Obviously, this whole thing started with "Porky's" in 1981.  Made by the almighty Bob Clark (Black Christmas, A Christmas Story) and based on his obviously-wacky high school years, it was raunchy, it made a killing and it inspired a whole slew of rip-offs and imitators like every good genre film has to.  Let's not look down on this fact, though.  Without "Halloween" rip-offs, we'd never have "Friday the 13th", "Prom Night", "The House on Sorority Row" or any other slasher flicks that so many of us know and love.  I mean, as much as I love "Jaws", there are quite a few flicks like "Grizzly" that are outright dupes of it that I would hate to be deprived of.

Anyway, since "Porky's" is pretty much the be-all and end-all of 80's sex comedies, let's focus on the lesser-known flicks from the era that need to be celebrated.  There's boobs, there's wacky hijinks, and there's always a song over the opening credits that uses the movie's title in the theme song.





1) The Last American Virgin

A US-based remake of a successful series of Israeli films known as "Eskimo Limon" ("Lemon Popsicle") made by the same writer/director, what puts this flick above every other in the pack is one simple difference: the ending! I'm not about to ruin this for people who haven't seen the flick, but the movie goes from being like every other 80's sex comedy ("Let's get laid before summer vacation is over!") for the first three quarters of its running time to something that absolutely sucker punches you in the emotional bread basket.  Also, wrestling announcers don't use the term "bread basket" anymore so some of you crazy youngsters might not realize that means "gut".  Get off my lawn.

It was also put out by the almighty Cannon Films, so you know you're getting something worthwhile.  The dude that gets stabbed through the old stag film in Friday the 13th: The Final Chapter stars, along with that fat dude that seemed to be in every one of these movies back then.





2) Spring Break

This movie's about Spring Break.  There's no real plot aside from two nerds getting stuck in a room with two meat-heads and somehow the whole thing working out for all of them.  The meat-heads take the nerds under their wings and help get them over with the girls.  The main meat-head looks like Bill Paxton and Dennis Quaid had a baby, so that's a bit of a strange plus.

He's on the right.

Jeff Garlin from "Curb Your Enthusiasm" shows up near the beginning as a guy that wins the bellyflop contest and (for a few minutes, anyway) fills the "big fat party animal" role that these movies so desperately need each and every time.  It was also directed by Sean Cunningham of "Friday the 13th" fame, so we've got quite a weird pedigree on this one from top to bottom.
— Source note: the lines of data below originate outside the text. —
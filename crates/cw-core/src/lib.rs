pub mod events;
pub mod model;
pub mod store;

pub use events::{Debounce, ListenerId, Listeners};
pub use model::{Board, Card, CardRef, Group, Rect};
pub use store::CardStore;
So this movie loses on plot and it isn't as all-out wacky as some other flicks.  There's one thing that gets it over, and it's the fact that they cast the most beautiful woman to ever appear in any of these movies as the female lead: Corinne Alphen.
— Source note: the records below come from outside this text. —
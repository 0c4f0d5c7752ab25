//! Pointer-driven drag-and-drop reorder engine.
//!
//! State machine: Idle → Dragging → Idle. Crossing into another group's
//! drop-zone re-parents the drag in place (the tracked source group becomes
//! the target and the dragged indices are renumbered), so a single gesture
//! can travel through several groups without restarting.
//!
//! The engine runs on every pointer-move event, so `update` stays cheap:
//! one drop-zone lookup, one pass over the hovered group's rendered bounds,
//! and a composite-key check that suppresses repeat emissions for an
//! unchanged target.
//!
//! Three distinct move decisions, on purpose:
//! - cross-group: plain insertion before the first card whose center lies
//!   past the pointer;
//! - same-group multi-card: insertion index against non-dragged cards only,
//!   proposed only when it falls outside the dragged block's footprint;
//! - same-group single-card: hysteresis — the card swaps with a neighbor
//!   only once the pointer crosses that neighbor's center, not at the
//!   midpoint. The asymmetry with the multi-card branch is deliberate UX
//!   tuning; do not unify them.

use cw_core::CardRef;
use cw_view::{HitTestProvider, ViewportTransform, insertion_index};
use smallvec::SmallVec;

/// Dragged card indices within the tracked source group, sorted ascending.
pub type IndexSet = SmallVec<[usize; 4]>;

/// Live drag-gesture state. Reset to inactive on `end_drag`.
#[derive(Debug, Clone, Default)]
pub struct DragState {
    pub active: bool,
    /// Sorted, duplicate-free indices in `source_group`.
    pub dragged: IndexSet,
    /// Re-parented mid-drag on a cross-group move.
    pub source_group: usize,
    /// Pointer position in world coordinates, for ghost rendering.
    pub preview: (f32, f32),
    pub is_multi: bool,
}

/// One proposed move, consumed immediately by the coordinator.
#[derive(Debug, Clone, PartialEq)]
pub struct MoveIntent {
    pub from_group: usize,
    /// First dragged index (the whole set is in `moved`).
    pub from_index: usize,
    pub to_group: usize,
    /// Insertion index in the target group, addressed after the dragged
    /// cards have been removed.
    pub to_index: usize,
    pub moved: Vec<usize>,
    pub is_multi: bool,
}

/// Computes proposed moves from pointer positions. Owns no card data —
/// bounds come from the injected `HitTestProvider`, coordinates from the
/// `ViewportTransform`.
pub struct DragReorderEngine {
    state: DragState,
    /// `(from_group, to_group, to_index)` of the last emitted intent;
    /// suppresses duplicate emission while the pointer sits on one target.
    last_emitted: Option<(usize, usize, usize)>,
}

impl Default for DragReorderEngine {
    fn default() -> Self {
        Self::new()
    }
}

impl DragReorderEngine {
    pub fn new() -> Self {
        Self {
            state: DragState::default(),
            last_emitted: None,
        }
    }

    pub fn state(&self) -> &DragState {
        &self.state
    }

    pub fn is_dragging(&self) -> bool {
        self.state.active
    }

    /// Begin a drag on the card at `(group, index)`.
    ///
    /// When `selection` holds more than one unique card and includes the
    /// touched one, the whole same-group selection is carried as a block;
    /// otherwise only the touched card moves. Duplicate indices in the
    /// resulting multi-drag set are a programmer error: the drag is
    /// rejected and the engine stays Idle.
    pub fn start_drag(
        &mut self,
        group: usize,
        index: usize,
        px: f32,
        py: f32,
        viewport: &ViewportTransform,
        selection: &[CardRef],
    ) -> Result<(), String> {
        // A new gesture force-clears any stale drag.
        self.end_drag();

        let in_group: Vec<usize> = selection
            .iter()
            .filter(|r| r.group == group)
            .map(|r| r.index)
            .collect();
        let touches_selection = in_group.contains(&index);

        let mut unique = in_group.clone();
        unique.sort_unstable();
        unique.dedup();

        let multi = touches_selection && unique.len() > 1;
        if multi && unique.len() != in_group.len() {
            log::warn!("drag rejected: duplicate indices in multi-drag set {in_group:?}");
            return Err(format!("duplicate indices in multi-drag set: {in_group:?}"));
        }

        let dragged: IndexSet = if multi {
            unique.into_iter().collect()
        } else {
            SmallVec::from_slice(&[index])
        };

        log::debug!("start drag: group {group} indices {dragged:?} (multi: {multi})");
        self.state = DragState {
            active: true,
            is_multi: multi,
            dragged,
            source_group: group,
            preview: viewport.screen_to_world(px, py),
        };
        Ok(())
    }

    /// Process one pointer-move event. Returns at most one `MoveIntent`;
    /// repeated calls over an unchanged target return `None`.
    pub fn update(
        &mut self,
        px: f32,
        py: f32,
        viewport: &ViewportTransform,
        hit: &dyn HitTestProvider,
    ) -> Option<MoveIntent> {
        if !self.state.active {
            return None;
        }
        let (wx, wy) = viewport.screen_to_world(px, py);
        self.state.preview = (wx, wy);

        let to_group = hit.group_at(wx, wy)?;
        let cards = hit.cards_in(to_group);
        if cards.is_empty() {
            return None;
        }

        if to_group != self.state.source_group {
            self.cross_group_move(to_group, wx, &cards)
        } else if self.state.is_multi {
            self.same_group_block_move(wx, &cards)
        } else {
            self.same_group_swap(wx, &cards)
        }
    }

    /// End the gesture and return to Idle.
    pub fn end_drag(&mut self) {
        self.state = DragState::default();
        self.last_emitted = None;
    }

    // ─── Move decisions ──────────────────────────────────────────────────

    /// Crossing into another group always proposes a move, then re-parents
    /// the drag so the gesture continues inside the new group.
    fn cross_group_move(
        &mut self,
        to_group: usize,
        wx: f32,
        cards: &[cw_view::CardBounds],
    ) -> Option<MoveIntent> {
        let t = insertion_index(cards, wx);
        let intent = self.emit(to_group, t)?;

        // Re-parent: the dragged cards now live in the target group as a
        // contiguous run starting at the insertion point.
        let count = self.state.dragged.len();
        self.state.source_group = to_group;
        self.state.dragged = (t..t + count).collect();
        Some(intent)
    }

    /// Block move within the source group. The insertion index is computed
    /// against non-dragged cards only (full-list positions), and a move is
    /// proposed only when it falls strictly outside the dragged block —
    /// anything over the block's own footprint is a no-op.
    fn same_group_block_move(
        &mut self,
        wx: f32,
        cards: &[cw_view::CardBounds],
    ) -> Option<MoveIntent> {
        let dragged = &self.state.dragged;
        let min = *dragged.first()?;
        let max = *dragged.last()?;

        let target = cards
            .iter()
            .find(|c| !dragged.contains(&c.index) && c.rect.center_x() > wx)
            .map(|c| c.index)
            .unwrap_or(cards.len());

        if target >= min && target <= max + 1 {
            return None;
        }

        // Convert to an insertion index among the remaining cards.
        let insert_at = cards
            .iter()
            .filter(|c| c.index < target && !dragged.contains(&c.index))
            .count();
        let group = self.state.source_group;
        let intent = self.emit(group, insert_at)?;

        let count = self.state.dragged.len();
        self.state.dragged = (insert_at..insert_at + count).collect();
        Some(intent)
    }

    /// Single-card swap with hysteresis: only propose once the pointer has
    /// crossed past the neighbor's center. The card doesn't jump at the
    /// midpoint between its own slot and the neighbor's.
    fn same_group_swap(&mut self, wx: f32, cards: &[cw_view::CardBounds]) -> Option<MoveIntent> {
        let current = *self.state.dragged.first()?;
        let pos = cards.iter().position(|c| c.index == current)?;

        let to = if pos > 0 && wx < cards[pos - 1].rect.center_x() {
            cards[pos - 1].index
        } else if pos + 1 < cards.len() && wx > cards[pos + 1].rect.center_x() {
            cards[pos + 1].index
        } else {
            return None;
        };

        let group = self.state.source_group;
        let intent = self.emit(group, to)?;
        self.state.dragged = SmallVec::from_slice(&[to]);
        Some(intent)
    }

    /// Build the intent for the current dragged set, unless the composite
    /// `from-to-index` key matches the previous emission.
    fn emit(&mut self, to_group: usize, to_index: usize) -> Option<MoveIntent> {
        let key = (self.state.source_group, to_group, to_index);
        if self.last_emitted == Some(key) {
            return None;
        }

        let intent = MoveIntent {
            from_group: self.state.source_group,
            from_index: *self.state.dragged.first()?,
            to_group,
            to_index,
            moved: self.state.dragged.to_vec(),
            is_multi: self.state.is_multi,
        };
        self.last_emitted = Some(key);
        log::debug!(
            "move intent: {:?} group {} -> group {} at {}",
            intent.moved,
            intent.from_group,
            intent.to_group,
            intent.to_index
        );
        Some(intent)
    }
}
You can't fault the advertising guys for ruining the best part of the movie.

Roger Ebert actually gave the movie a halfassedly (I know that's not a word, but it sounds like a much more awesome version of "haberdashery") good review based on Ms. Alphen's performance.  By "performance" I mean lip-synching really awful songs while looking really good.  Sometimes people just look really good on camera, what can I say? Alphen was 1982's Penthouse Pet of the Year and only did a few movies after this one, which is really surprising when you consider how long Tiffani-Amber Thiessen's career has been puttering along now.





3) Screwballs

"Screwballs" isn't only great because it's the big Canadian entry in the genre (some people would count "Porky's", but that was shot in Florida using Canadian money), it's also great because it crystallizes what makes these movies so much fun in the first place: they're better than reality.  I don't mean just for the fact that 98% of the women are attractive (there's always the token fat girl) or that everyone gets laid by the end, either.  It's the simple fact that everyone gets along and there's only one or two jerks around to ruin it.
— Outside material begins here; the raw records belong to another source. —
pub mod hit;
pub mod viewport;

pub use hit::{CardBounds, HitTestProvider, insertion_index};
pub use viewport::{FOCUS_ZOOM, MAX_ZOOM, MIN_ZOOM, ViewportState, ViewportTransform};
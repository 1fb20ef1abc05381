// Copyright 2025 the Parley Authors
// SPDX-License-Identifier: Apache-2.0 OR MIT

//! Attributed Text is a small container for text with named attributes written onto ranges.
//!
//! - [`AttributedText`] holds the text plus every write made onto it.
//! - [`Attributes`] is the `name → value` mapping a single write carries. Names are opaque
//!   strings and values are whatever the caller stores; this crate never inspects them.
//! - [`TextRange`] is a range validated once against the text (bounds and character boundaries).
//! - [`AttributeSegmentsWorkspace`] resolves overlapping writes into contiguous runs.
//!
//! ## Write semantics
//!
//! [`AttributedText::set_attributes`] sets or overwrites only the names it carries, only over its
//! range. Reading resolves writes in the order they happened:
//!
//! ```
//! use attributed_text::{AttributedText, TextRange};
//!
//! let mut text = AttributedText::new("0123456789");
//! let all = TextRange::new(text.text(), 0..10).unwrap();
//! text.set_attribute(all, "x", 1);
//! let inner = TextRange::new(text.text(), 2..4).unwrap();
//! text.set_attribute(inner, "x", 2);
//!
//! let runs = text.runs();
//! assert_eq!(runs.len(), 3);
//! assert_eq!(runs[1].range, 2..4);
//! assert_eq!(runs[1].attributes.get("x"), Some(&2));
//! assert_eq!(runs[2].attributes.get("x"), Some(&1));
//! ```
//!
//! ## Indices
//!
//! Offsets are code units of the [`TextStorage`]; for `str`-backed storage those are UTF-8
//! bytes. [`TextRange::from_utf16`] converts from UTF-16 offsets.
//!
//! ## Features
//!
//! - `std` (enabled by default): This is currently unused and is provided for forward compatibility.
// LINEBENDER LINT SET - lib.rs - v3
// See https://linebender.org/wiki/canonical-lints/
// These lints shouldn't apply to examples or tests.
#![cfg_attr(not(test), warn(unused_crate_dependencies))]
// These lints shouldn't apply to examples.
#![warn(clippy::print_stdout, clippy::print_stderr)]
// Targeting e.g. 32-bit means structs containing usize can give false positives for 64-bit.
#![cfg_attr(target_pointer_width = "64", warn(clippy::trivially_copy_pass_by_ref))]
// END LINEBENDER LINT SET
#![cfg_attr(docsrs, feature(doc_cfg))]
#![no_std]

extern crate alloc;

mod attribute_segments;
mod attributed_text;
mod attributes;
mod error;
mod text_range;
mod text_storage;

pub use crate::attribute_segments::{
    ActiveSpans, ActiveSpansIter, AttributeRuns, AttributeSegments, AttributeSegmentsWorkspace,
};
pub use crate::attributed_text::{AttributeRun, AttributedText};
pub use crate::attributes::{AttributeName, Attributes};
pub use crate::error::{BoundaryInfo, CodeUnit, Endpoint, Error, ErrorKind};
pub use crate::text_range::TextRange;
pub use crate::text_storage::TextStorage;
In "Screwballs", the wisecracking popular guy, the rich guy (we know he's rich because he carries a tennis racket around all the time and wears a sweater tied around his neck), the shy new guy, the fat guy and the greasy nerd are all sent to the principal's office at the same time and decide to forge some kind of Super Friends alliance to get the most virginal girl in school to show her boobs.  The virginal girl's name is "Purity Busch", so you know exactly what you're in for here.  The fact that five completely different guys team up with absolutely no insults traded is astounding, but when the other girls find out about their plot and decide to HELP THEM HOWEVER THEY CAN, you realize how far from reality these movies can get.  Really, if we all could live in a world where everyone was cool to each other, the girls put out regularly (and nobody thought lesser of them for doing so) and jerks had their comeuppance by the end of the day, wouldn't we all be that much happier?





4) Hardbodies

The plot: young guys manipulate old guys into paying for their summer pad by telling the old guys they can get them laid by young girls (the "hardbodies" of the title).  That's really all the premise you need, isn't it? Well, it gets better because Malachai from "Children of the Corn" is one of the young guys and Kane Hodder (Jason from the latter few "Friday the 13th" flicks) plays one of the nerds trying to beat up the young guys.  I swear, the more ridiculous you get with these things, the better they are for it.

Aside from one of the old guys having a really big, greying beard that makes my skin crawl every time I think of it touching a woman,

*shudder*

this is one of the hotter flicks of the list.  LOTS of nudity, LOTS of hijinks, LOTS of Malachai wearing wacky 80's sunglasses.


This was originally made to be shown on Playboy TV, so you know the sleaze factor is off the charts.  I haven't seen the show (mostly because I'm a heterosexual male who still possesses his balls), but I've heard that there's a Gilmore Girls episode in which one of the characters loves this movie and dumps her new boyfriend when he ends up hating it.  I can see the logic, anyone that dislikes this movie would have to be secretly evil.





5) Hot Moves

This is a bit of a dark horse choice on my part, but I'm biased.  See, I saw this cover back at some mom n' pop video store as a kid and the image of a giant woman's shapely caboose ruined me for life.  I actually have an original theatrical poster of this flick that is proudly hanging on the wall behind me.  So yeah, I'm a bit of a fan.

Also, these movies seemed to have a weird fascination with giant women.  Just look at this one and Spring Break above, it's a bit creepy.

This is another "get laid before summer vacation ends" type of flick and it's got the usual suspects in the group such as the "normal" guy, the fat guy and the nerd.  Only this time the nerd isn't so much a nerd, he's just really little.  What sets this movie apart for me (aside from that genius poster design) would be the T&A factor.  I'm sure some people get all uncomfortable with this, but what the hell is the point of these flicks otherwise? These movies were made under the guise of "comedies" when they were really just excuses to get boob shots to kids before the age of internet pornography came along and ruined it.  The nudity in these flicks seems almost innocent and quaint today.

So we have Monique Gabrielle (who, between this and "Deathstalker II", probably gets my vote for "Best 80's Boobs") and Deborah Richter,

as well as Jill Schoelen.



Schoelen never did anything for me, but she seems to be the preteen fantasy girl for half the dudes in my generation.  She seems nice, though.

This is everything you want in an 80's sex comedy thrown in one place.  No weird surprises, just by-the-numbers fun for everyone.